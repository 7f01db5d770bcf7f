use serde::{Deserialize, Serialize};

/// A contiguous span of transcribed speech. Times are seconds with
/// millisecond precision.
#[derive(Debug, Clone, PartialEq, Serialize, Deserialize)]
pub struct Segment {
    pub start: f64,
    pub end: f64,
    pub text: String,
}

impl Segment {
    pub fn new(start: f64, end: f64, text: impl Into<String>) -> Self {
        Self {
            start,
            end,
            text: text.into(),
        }
    }
}

/// Clean up raw tool output into the canonical segment sequence:
/// empty-after-trim texts are dropped, inverted spans are swapped, and
/// the result is stably sorted by start time (tool emission order breaks
/// ties).
pub fn normalize_segments(raw: Vec<Segment>) -> Vec<Segment> {
    let mut segments: Vec<Segment> = raw
        .into_iter()
        .filter_map(|s| {
            let text = s.text.trim().to_string();
            if text.is_empty() {
                return None;
            }
            let (start, end) = if s.end < s.start {
                (s.end, s.start)
            } else {
                (s.start, s.end)
            };
            Some(Segment { start, end, text })
        })
        .collect();

    segments.sort_by(|a, b| a.start.partial_cmp(&b.start).unwrap_or(std::cmp::Ordering::Equal));
    segments
}

/// The full transcript: segment texts joined with single spaces, with
/// internal whitespace collapsed.
pub fn transcript_from_segments(segments: &[Segment]) -> String {
    segments
        .iter()
        .flat_map(|s| s.text.split_whitespace())
        .collect::<Vec<_>>()
        .join(" ")
}

#[cfg(test)]
mod tests {
    use super::*;

    #[test]
    fn empty_texts_are_discarded() {
        let raw = vec![
            Segment::new(0.0, 1.0, "hello"),
            Segment::new(1.0, 2.0, "   "),
            Segment::new(2.0, 3.0, "world"),
        ];
        let segments = normalize_segments(raw);
        assert_eq!(segments.len(), 2);
        assert_eq!(segments[0].text, "hello");
        assert_eq!(segments[1].text, "world");
    }

    #[test]
    fn inverted_spans_are_swapped() {
        let segments = normalize_segments(vec![Segment::new(2.5, 1.5, "x")]);
        assert_eq!(segments[0].start, 1.5);
        assert_eq!(segments[0].end, 2.5);
    }

    #[test]
    fn out_of_order_segments_sort_by_start_keeping_emission_order_on_ties() {
        let raw = vec![
            Segment::new(3.0, 4.0, "c"),
            Segment::new(1.0, 2.0, "a"),
            Segment::new(1.0, 2.5, "b"),
        ];
        let segments = normalize_segments(raw);
        let texts: Vec<&str> = segments.iter().map(|s| s.text.as_str()).collect();
        assert_eq!(texts, vec!["a", "b", "c"]);
    }

    #[test]
    fn transcript_collapses_whitespace() {
        let segments = vec![
            Segment::new(0.0, 1.0, "  hello \n there "),
            Segment::new(1.0, 2.0, "world"),
        ];
        assert_eq!(transcript_from_segments(&segments), "hello there world");
    }

    #[test]
    fn transcript_of_no_segments_is_empty() {
        assert_eq!(transcript_from_segments(&[]), "");
    }
}
pub mod alert;
pub mod bucket;
pub mod observation;
pub mod product;
pub mod ranking;
pub mod summary;

pub use alert::*;
pub use bucket::*;
pub use observation::*;
pub use product::*;
pub use ranking::*;
pub use summary::*;
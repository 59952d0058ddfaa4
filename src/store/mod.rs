//! Read-only access to raw price observations and catalog metadata.
//!
//! The engine only talks to the [`ObservationStore`] trait. Two adapters are
//! provided: [`DuckDbStore`] (embedded tables loaded from snapshots) and
//! [`HttpStore`] (the platform's REST API). Both bound every read with a
//! timeout and report failures as [`PriceError::DataUnavailable`].

pub mod duckdb;
pub mod http;

pub use self::duckdb::DuckDbStore;
pub use self::http::HttpStore;

use chrono::{DateTime, Utc};

use crate::error::Result;
use crate::models::{parse_timestamp, Market, PriceObservation, ProductId, ProductMeta, RawObservation};

#[cfg(doc)]
use crate::error::PriceError;

/// Source of observations and catalog metadata.
///
/// Implementations must be safe to share across threads: batch rankings read
/// many products in parallel.
pub trait ObservationStore: Send + Sync {
    /// Observations of `product_id` in `market` captured at or after `since`.
    fn observations(
        &self,
        product_id: ProductId,
        market: Market,
        since: DateTime<Utc>,
    ) -> Result<ObservationBatch>;

    /// Catalog entry for `product_id`, or `None` if the product is unknown.
    fn product_meta(&self, product_id: ProductId) -> Result<Option<ProductMeta>>;

    /// Every catalog product, optionally restricted to a category (case-insensitive).
    fn products(&self, category: Option<&str>) -> Result<Vec<ProductMeta>>;
}

/// Typed observations plus the number of rows rejected as malformed.
#[derive(Debug, Clone, Default, PartialEq, Eq)]
pub struct ObservationBatch {
    pub observations: Vec<PriceObservation>,
    pub discarded: usize,
}

impl ObservationBatch {
    /// Parse raw rows, keeping those in `market` captured at or after `since`.
    ///
    /// Rows that fail to parse are counted, not returned, unless their
    /// timestamp still parses to a time before `since`. A row whose timestamp
    /// cannot be parsed cannot be dated and is always counted. Rows that
    /// clearly belong to the other market are skipped without counting.
    pub fn from_raw(rows: &[RawObservation], market: Market, since: DateTime<Utc>) -> Self {
        let mut batch = ObservationBatch::default();
        for raw in rows {
            if let Some(hint) = market_hint(raw) {
                if hint != market {
                    continue;
                }
            }
            match raw.parse() {
                Ok(obs) if obs.captured_at >= since => batch.observations.push(obs),
                Ok(_) => {}
                Err(_) if captured_before(raw, since) => {}
                Err(reason) => {
                    tracing::debug!(
                        product_id = %raw.product_id,
                        source = %raw.source,
                        %reason,
                        "Discarding malformed observation"
                    );
                    batch.discarded += 1;
                }
            }
        }
        if batch.discarded > 0 {
            tracing::warn!(
                market = %market,
                discarded = batch.discarded,
                kept = batch.observations.len(),
                "Malformed observations discarded"
            );
        }
        batch
    }

    pub fn len(&self) -> usize {
        self.observations.len()
    }

    pub fn is_empty(&self) -> bool {
        self.observations.is_empty()
    }
}

/// True when the row's timestamp parses and falls before `since`.
fn captured_before(raw: &RawObservation, since: DateTime<Utc>) -> bool {
    raw.captured_at
        .as_deref()
        .map(str::trim)
        .and_then(|text| parse_timestamp(text).ok())
        .is_some_and(|ts| ts < since)
}

/// Market a raw row belongs to, when that can be told without a full parse.
fn market_hint(raw: &RawObservation) -> Option<Market> {
    match raw.market.as_deref().map(str::trim) {
        Some(m) if !m.is_empty() => m.parse().ok(),
        _ => Some(Market::from_source(&raw.source)),
    }
}
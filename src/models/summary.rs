use chrono::{DateTime, Utc};
use rust_decimal::{Decimal, RoundingStrategy};
use serde::{Deserialize, Serialize};

use crate::models::{Market, ProductId};

// ---------------------------------------------------------------------------
// BestPrice — resolver output for one market
// ---------------------------------------------------------------------------

/// Cheapest current offer in one market.
#[derive(Debug, Clone, PartialEq, Eq, Serialize, Deserialize)]
pub struct BestPrice {
    pub price: Decimal,
    pub source: String,
    pub captured_at: DateTime<Utc>,
    /// Number of distinct sources that were current when this was resolved.
    pub current_sources: usize,
}

// ---------------------------------------------------------------------------
// CurrentPrice — what an alert evaluator consumes
// ---------------------------------------------------------------------------

#[derive(Debug, Clone, PartialEq, Eq, Serialize, Deserialize)]
pub struct CurrentPrice {
    pub product_id: ProductId,
    pub market: Market,
    pub price: Decimal,
    pub source: String,
    pub captured_at: DateTime<Utc>,
    /// The instant the staleness threshold was measured against.
    pub resolved_at: DateTime<Utc>,
}

// ---------------------------------------------------------------------------
// ProductPriceSummary
// ---------------------------------------------------------------------------

/// Derived per-product view: best prices, discount and used-vs-new savings.
///
/// Percentages and savings are stored unrounded. Use the `*_display`
/// accessors for presentation.
#[derive(Debug, Clone, PartialEq, Eq, Serialize, Deserialize)]
pub struct ProductPriceSummary {
    pub product_id: ProductId,
    pub category: Option<String>,
    pub best_new_price: Option<Decimal>,
    pub best_new_source: Option<String>,
    pub best_new_captured_at: Option<DateTime<Utc>>,
    pub best_used_price: Option<Decimal>,
    pub best_used_source: Option<String>,
    pub best_used_captured_at: Option<DateTime<Utc>>,
    pub used_listing_count: usize,
    pub recent_high: Option<Decimal>,
    pub discount_percentage: Option<Decimal>,
    pub savings_new_vs_used: Option<Decimal>,
    pub savings_percentage: Option<Decimal>,
    pub resolved_at: DateTime<Utc>,
}

impl ProductPriceSummary {
    /// True when a current price exists in either market.
    pub fn has_current_price(&self) -> bool {
        self.best_new_price.is_some() || self.best_used_price.is_some()
    }

    /// Used listing strictly cheaper than new.
    pub fn is_used_deal(&self) -> bool {
        self.savings_new_vs_used
            .map(|s| s > Decimal::ZERO)
            .unwrap_or(false)
    }

    pub fn is_discounted(&self) -> bool {
        self.discount_percentage
            .map(|d| d > Decimal::ZERO)
            .unwrap_or(false)
    }

    pub fn discount_percentage_display(&self) -> Option<Decimal> {
        self.discount_percentage.map(round_half_up)
    }

    pub fn savings_display(&self) -> Option<Decimal> {
        self.savings_new_vs_used.map(round_half_up)
    }

    pub fn savings_percentage_display(&self) -> Option<Decimal> {
        self.savings_percentage.map(round_half_up)
    }

    /// The new-market best price as a [`CurrentPrice`], if any.
    pub fn current_new_price(&self) -> Option<CurrentPrice> {
        Some(CurrentPrice {
            product_id: self.product_id,
            market: Market::New,
            price: self.best_new_price?,
            source: self.best_new_source.clone()?,
            captured_at: self.best_new_captured_at?,
            resolved_at: self.resolved_at,
        })
    }

    pub fn current_used_price(&self) -> Option<CurrentPrice> {
        Some(CurrentPrice {
            product_id: self.product_id,
            market: Market::Used,
            price: self.best_used_price?,
            source: self.best_used_source.clone()?,
            captured_at: self.best_used_captured_at?,
            resolved_at: self.resolved_at,
        })
    }
}

/// Round to a whole number, halves away from zero (half-up for the
/// non-negative values this crate displays).
pub fn round_half_up(value: Decimal) -> Decimal {
    value.round_dp_with_strategy(0, RoundingStrategy::MidpointAwayFromZero)
}
//! Observation store backed by the platform's REST API.
//!
//! Responses are wrapped as `{ "success": true, "count": n, "data": ... }`;
//! bare payloads are accepted too.

use std::time::Duration;

use chrono::{DateTime, Utc};
use reqwest::blocking::Client;
use reqwest::StatusCode;
use serde::de::DeserializeOwned;

use crate::config::DEFAULT_STORE_TIMEOUT_MS;
use crate::error::{PriceError, Result};
use crate::models::{same_category, Market, ProductId, ProductMeta, RawObservation};
use crate::store::{ObservationBatch, ObservationStore};

/// Longest history the API serves.
pub const MAX_HISTORY_DAYS: i64 = 365;

pub struct HttpStore {
    base_url: String,
    client: Client,
}

impl HttpStore {
    /// Create a store for `base_url` (e.g. `https://example.org/api`) with the default timeout.
    pub fn new(base_url: &str) -> Result<Self> {
        Self::with_timeout(base_url, Duration::from_millis(DEFAULT_STORE_TIMEOUT_MS))
    }

    pub fn with_timeout(base_url: &str, timeout: Duration) -> Result<Self> {
        let client = Client::builder()
            .timeout(timeout)
            .redirect(reqwest::redirect::Policy::limited(5))
            .gzip(true)
            .build()?;
        Ok(Self {
            base_url: base_url.trim_end_matches('/').to_string(),
            client,
        })
    }

    pub fn base_url(&self) -> &str {
        &self.base_url
    }

    /// GET `url` and decode the envelope payload. A 404 yields `None`.
    fn get_json<T: DeserializeOwned>(&self, url: &str) -> Result<Option<T>> {
        tracing::debug!(url, "GET");
        let resp = self.client.get(url).send().map_err(unavailable)?;
        if resp.status() == StatusCode::NOT_FOUND {
            return Ok(None);
        }
        let resp = resp.error_for_status().map_err(unavailable)?;
        let body: serde_json::Value = resp.json().map_err(unavailable)?;
        Ok(Some(serde_json::from_value(unwrap_envelope(body))?))
    }
}

impl ObservationStore for HttpStore {
    fn observations(
        &self,
        product_id: ProductId,
        market: Market,
        since: DateTime<Utc>,
    ) -> Result<ObservationBatch> {
        // The API counts days back from its own clock, not the engine's.
        let days = history_days(since, Utc::now().max(since))?;
        let url = history_url(&self.base_url, product_id, days);
        let mut rows: Vec<RawObservation> = self.get_json(&url)?.unwrap_or_default();
        // History entries don't repeat the product id.
        for row in &mut rows {
            row.product_id = product_id;
        }
        Ok(ObservationBatch::from_raw(&rows, market, since))
    }

    fn product_meta(&self, product_id: ProductId) -> Result<Option<ProductMeta>> {
        self.get_json(&product_url(&self.base_url, product_id))
    }

    fn products(&self, category: Option<&str>) -> Result<Vec<ProductMeta>> {
        let mut products: Vec<ProductMeta> = self
            .get_json(&products_url(&self.base_url))?
            .unwrap_or_default();
        if let Some(cat) = category {
            products.retain(|p| same_category(&p.category, cat));
        }
        products.sort_by_key(|p| p.product_id);
        Ok(products)
    }
}

fn unavailable(e: reqwest::Error) -> PriceError {
    tracing::warn!(error = %e, "Price API request failed");
    PriceError::DataUnavailable(e.to_string())
}

/// Return `data` from a `{success, count, data}` envelope, or the value itself.
pub fn unwrap_envelope(value: serde_json::Value) -> serde_json::Value {
    match value {
        serde_json::Value::Object(mut map) if map.contains_key("data") => {
            map.remove("data").unwrap_or(serde_json::Value::Null)
        }
        other => other,
    }
}

/// Whole days of history needed to reach back from `now` to `since`.
///
/// Fails with [`PriceError::DataUnavailable`] when the span is longer than the
/// API serves, since a shorter request would silently return a partial history.
pub fn history_days(since: DateTime<Utc>, now: DateTime<Utc>) -> Result<i64> {
    let span = now - since;
    let mut days = span.num_days();
    if span > chrono::Duration::days(days) {
        days += 1;
    }
    if days > MAX_HISTORY_DAYS {
        return Err(PriceError::DataUnavailable(format!(
            "history since {} needs {} days, API serves at most {}",
            since, days, MAX_HISTORY_DAYS
        )));
    }
    Ok(days.max(1))
}

pub fn products_url(base: &str) -> String {
    format!("{}/products", base)
}

pub fn product_url(base: &str, product_id: ProductId) -> String {
    format!("{}/products/{}", base, product_id)
}

pub fn history_url(base: &str, product_id: ProductId, days: i64) -> String {
    format!("{}/products/{}/history?days={}", base, product_id, days)
}
//! Observation store backed by an embedded DuckDB database.

use std::path::Path;
use std::time::Duration;

use chrono::{DateTime, Utc};

use crate::config::{OBSERVATIONS_TABLE, PRODUCTS_TABLE};
use crate::connection::{Connection, LoadReport};
use crate::error::Result;
use crate::models::{Market, ProductId, ProductMeta, RawObservation};
use crate::sql_builder::SqlBuilder;
use crate::store::{ObservationBatch, ObservationStore};

const OBSERVATION_COLUMNS: &[&str] = &[
    "product_id",
    "source",
    "market",
    "price",
    "captured_at",
    "availability",
    "condition",
    "url",
];

// Undatable text is kept so the batch can count it as malformed.
const CAPTURED_SINCE_SQL: &str = "(captured_at IS NULL \
    OR NOT regexp_matches(TRIM(captured_at), '^[0-9]{4}-[0-9]{2}-[0-9]{2}') \
    OR TRIM(captured_at) >= ?)";

const PRODUCT_COLUMNS: &[&str] = &["product_id", "name", "brand", "category"];

/// [`ObservationStore`] over the `price_observations` and `products` tables.
///
/// ```rust,no_run
/// use pricewatch_core::store::DuckDbStore;
/// let store = DuckDbStore::open_in_memory()?;
/// store.load_products("snapshots/products.ndjson")?;
/// store.load_observations("snapshots/observations.ndjson.gz")?;
/// # Ok::<(), pricewatch_core::PriceError>(())
/// ```
pub struct DuckDbStore {
    conn: Connection,
}

impl DuckDbStore {
    pub fn open_in_memory() -> Result<Self> {
        Ok(Self {
            conn: Connection::open_in_memory()?,
        })
    }

    pub fn open<P: AsRef<Path>>(path: P) -> Result<Self> {
        Ok(Self {
            conn: Connection::open(path)?,
        })
    }

    /// Bound every read by `timeout`.
    pub fn with_timeout(self, timeout: Duration) -> Self {
        Self {
            conn: self.conn.with_timeout(timeout),
        }
    }

    pub fn load_observations<P: AsRef<Path>>(&self, path: P) -> Result<LoadReport> {
        self.conn.load_observations(path)
    }

    pub fn load_products<P: AsRef<Path>>(&self, path: P) -> Result<LoadReport> {
        self.conn.load_products(path)
    }

    pub fn insert_observations(&self, rows: &[RawObservation]) -> Result<usize> {
        self.conn.insert_observations(rows)
    }

    pub fn insert_products(&self, rows: &[ProductMeta]) -> Result<usize> {
        self.conn.insert_products(rows)
    }

    /// Number of stored observation rows, malformed ones included.
    pub fn observation_count(&self) -> Result<u64> {
        let (sql, params) = SqlBuilder::new(OBSERVATIONS_TABLE)
            .select(&["COUNT(*) AS n"])
            .build();
        Ok(self
            .conn
            .execute_scalar(&sql, &params)?
            .and_then(|v| v.as_u64())
            .unwrap_or(0))
    }

    /// Access the underlying connection for ad-hoc queries.
    pub fn connection(&self) -> &Connection {
        &self.conn
    }
}

impl ObservationStore for DuckDbStore {
    fn observations(
        &self,
        product_id: ProductId,
        market: Market,
        since: DateTime<Utc>,
    ) -> Result<ObservationBatch> {
        // Market and exact timestamp are filtered after parsing: both may be
        // missing or malformed in storage. The text prefilter only drops rows
        // dated more than a day before `since`, leaving room for UTC offsets.
        let mut builder = SqlBuilder::new(OBSERVATIONS_TABLE);
        builder
            .select(OBSERVATION_COLUMNS)
            .where_id("product_id", product_id.0);
        if let Some(floor) = since.date_naive().pred_opt() {
            let floor = floor.format("%Y-%m-%d").to_string();
            builder.where_clause(CAPTURED_SINCE_SQL, &[&floor]);
        }
        let (sql, params) = builder
            .order_by(&["captured_at ASC", "source ASC"])
            .build();
        let rows: Vec<RawObservation> = self.conn.execute_into(&sql, &params)?;
        let batch = ObservationBatch::from_raw(&rows, market, since);
        tracing::trace!(
            product_id = %product_id,
            market = %market,
            rows = rows.len(),
            kept = batch.len(),
            "Read observations"
        );
        Ok(batch)
    }

    fn product_meta(&self, product_id: ProductId) -> Result<Option<ProductMeta>> {
        let (sql, params) = SqlBuilder::new(PRODUCTS_TABLE)
            .select(PRODUCT_COLUMNS)
            .where_id("product_id", product_id.0)
            .limit(1)
            .build();
        let mut rows: Vec<ProductMeta> = self.conn.execute_into(&sql, &params)?;
        Ok(rows.pop())
    }

    fn products(&self, category: Option<&str>) -> Result<Vec<ProductMeta>> {
        let mut q = SqlBuilder::new(PRODUCTS_TABLE);
        q.select(PRODUCT_COLUMNS);
        if let Some(cat) = category {
            q.where_eq_ci("category", cat);
        }
        q.order_by(&["product_id ASC"]);
        let (sql, params) = q.build();
        self.conn.execute_into(&sql, &params)
    }
}
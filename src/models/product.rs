use serde::{Deserialize, Deserializer, Serialize};

use crate::models::ProductId;

// ---------------------------------------------------------------------------
// ProductMeta — catalog entry used for scoping rankings
// ---------------------------------------------------------------------------

#[derive(Debug, Clone, PartialEq, Eq, Serialize, Deserialize)]
pub struct ProductMeta {
    #[serde(alias = "id")]
    pub product_id: ProductId,
    #[serde(default, deserialize_with = "null_as_empty")]
    pub name: String,
    #[serde(default, deserialize_with = "null_as_empty")]
    pub brand: String,
    #[serde(default, deserialize_with = "null_as_empty")]
    pub category: String,
}

impl ProductMeta {
    /// Case-insensitive category match.
    pub fn in_category(&self, category: &str) -> bool {
        same_category(&self.category, category)
    }
}

/// Compare category labels the way the storefront does: trimmed, case-insensitive.
///
/// Lowercases with Unicode rules, matching the store's `LOWER(TRIM(..))` filter.
pub fn same_category(a: &str, b: &str) -> bool {
    a.trim().to_lowercase() == b.trim().to_lowercase()
}

fn null_as_empty<'de, D>(deserializer: D) -> std::result::Result<String, D::Error>
where
    D: Deserializer<'de>,
{
    Ok(Option::<String>::deserialize(deserializer)?.unwrap_or_default())
}
use std::fmt;
use std::str::FromStr;

use rust_decimal::Decimal;
use serde::{Deserialize, Serialize};

use crate::error::PriceError;
use crate::models::{ProductId, ProductPriceSummary};

// ---------------------------------------------------------------------------
// RankingCriterion
// ---------------------------------------------------------------------------

#[derive(Debug, Clone, Copy, PartialEq, Eq, Hash, Serialize, Deserialize)]
#[serde(rename_all = "snake_case")]
pub enum RankingCriterion {
    /// Discount from the recent high, largest first.
    Discount,
    /// Absolute new-vs-used savings, largest first.
    Savings,
    /// Newest products first.
    ///
    /// The data model has no creation timestamp, so descending product id
    /// stands in for it.
    RecencyProxy,
}

impl RankingCriterion {
    pub fn as_str(&self) -> &'static str {
        match self {
            RankingCriterion::Discount => "discount_percentage",
            RankingCriterion::Savings => "savings_new_vs_used",
            RankingCriterion::RecencyProxy => "recency_proxy",
        }
    }
}

impl fmt::Display for RankingCriterion {
    fn fmt(&self, f: &mut fmt::Formatter<'_>) -> fmt::Result {
        f.write_str(self.as_str())
    }
}

impl FromStr for RankingCriterion {
    type Err = PriceError;

    fn from_str(s: &str) -> Result<Self, Self::Err> {
        match s.trim().to_lowercase().as_str() {
            "discount" | "discount_percentage" => Ok(RankingCriterion::Discount),
            "savings" | "savings_new_vs_used" => Ok(RankingCriterion::Savings),
            "recency" | "recency_proxy" | "newest" => Ok(RankingCriterion::RecencyProxy),
            other => Err(PriceError::InvalidArgument(format!(
                "Unknown ranking criterion: {}",
                other
            ))),
        }
    }
}

// ---------------------------------------------------------------------------
// DealRanking
// ---------------------------------------------------------------------------

/// Ordered deal list tagged with the criterion that produced it.
#[derive(Debug, Clone, PartialEq, Eq, Serialize, Deserialize)]
pub struct DealRanking {
    pub criterion: RankingCriterion,
    pub category: Option<String>,
    pub entries: Vec<ProductPriceSummary>,
    pub stats: DealStats,
    /// Products left out because their aggregation failed.
    pub excluded: Vec<ExcludedProduct>,
}

impl DealRanking {
    pub fn len(&self) -> usize {
        self.entries.len()
    }

    pub fn is_empty(&self) -> bool {
        self.entries.is_empty()
    }

    pub fn product_ids(&self) -> Vec<ProductId> {
        self.entries.iter().map(|e| e.product_id).collect()
    }
}

/// Aggregate figures over every qualifying entry (before top-N truncation).
///
/// For [`RankingCriterion::RecencyProxy`] only `count` is meaningful.
#[derive(Debug, Clone, PartialEq, Eq, Default, Serialize, Deserialize)]
pub struct DealStats {
    pub count: usize,
    pub max: Option<Decimal>,
    pub average: Option<Decimal>,
    pub total: Option<Decimal>,
}

#[derive(Debug, Clone, PartialEq, Eq, Serialize, Deserialize)]
pub struct ExcludedProduct {
    pub product_id: ProductId,
    pub reason: String,
}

- - -

▸ **WHAT YOU WILL DO**: The line with "Clean up raw" is the last to include; transcribe exactly every line from the top of the material above down to it.

▸ **ANSWER**:
repository 7f01db5d770bcf7f
use serde::{Deserialize, Serialize};

/// A contiguous span of transcribed speech. Times are seconds with
/// millisecond precision.
#[derive(Debug, Clone, PartialEq, Serialize, Deserialize)]
pub struct Segment {
    pub start: f64,
    pub end: f64,
    pub text: String,
}

impl Segment {
    pub fn new(start: f64, end: f64, text: impl Into<String>) -> Self {
        Self {
            start,
            end,
            text: text.into(),
        }
    }
}

/// Clean up raw tool output into the canonical segment sequence:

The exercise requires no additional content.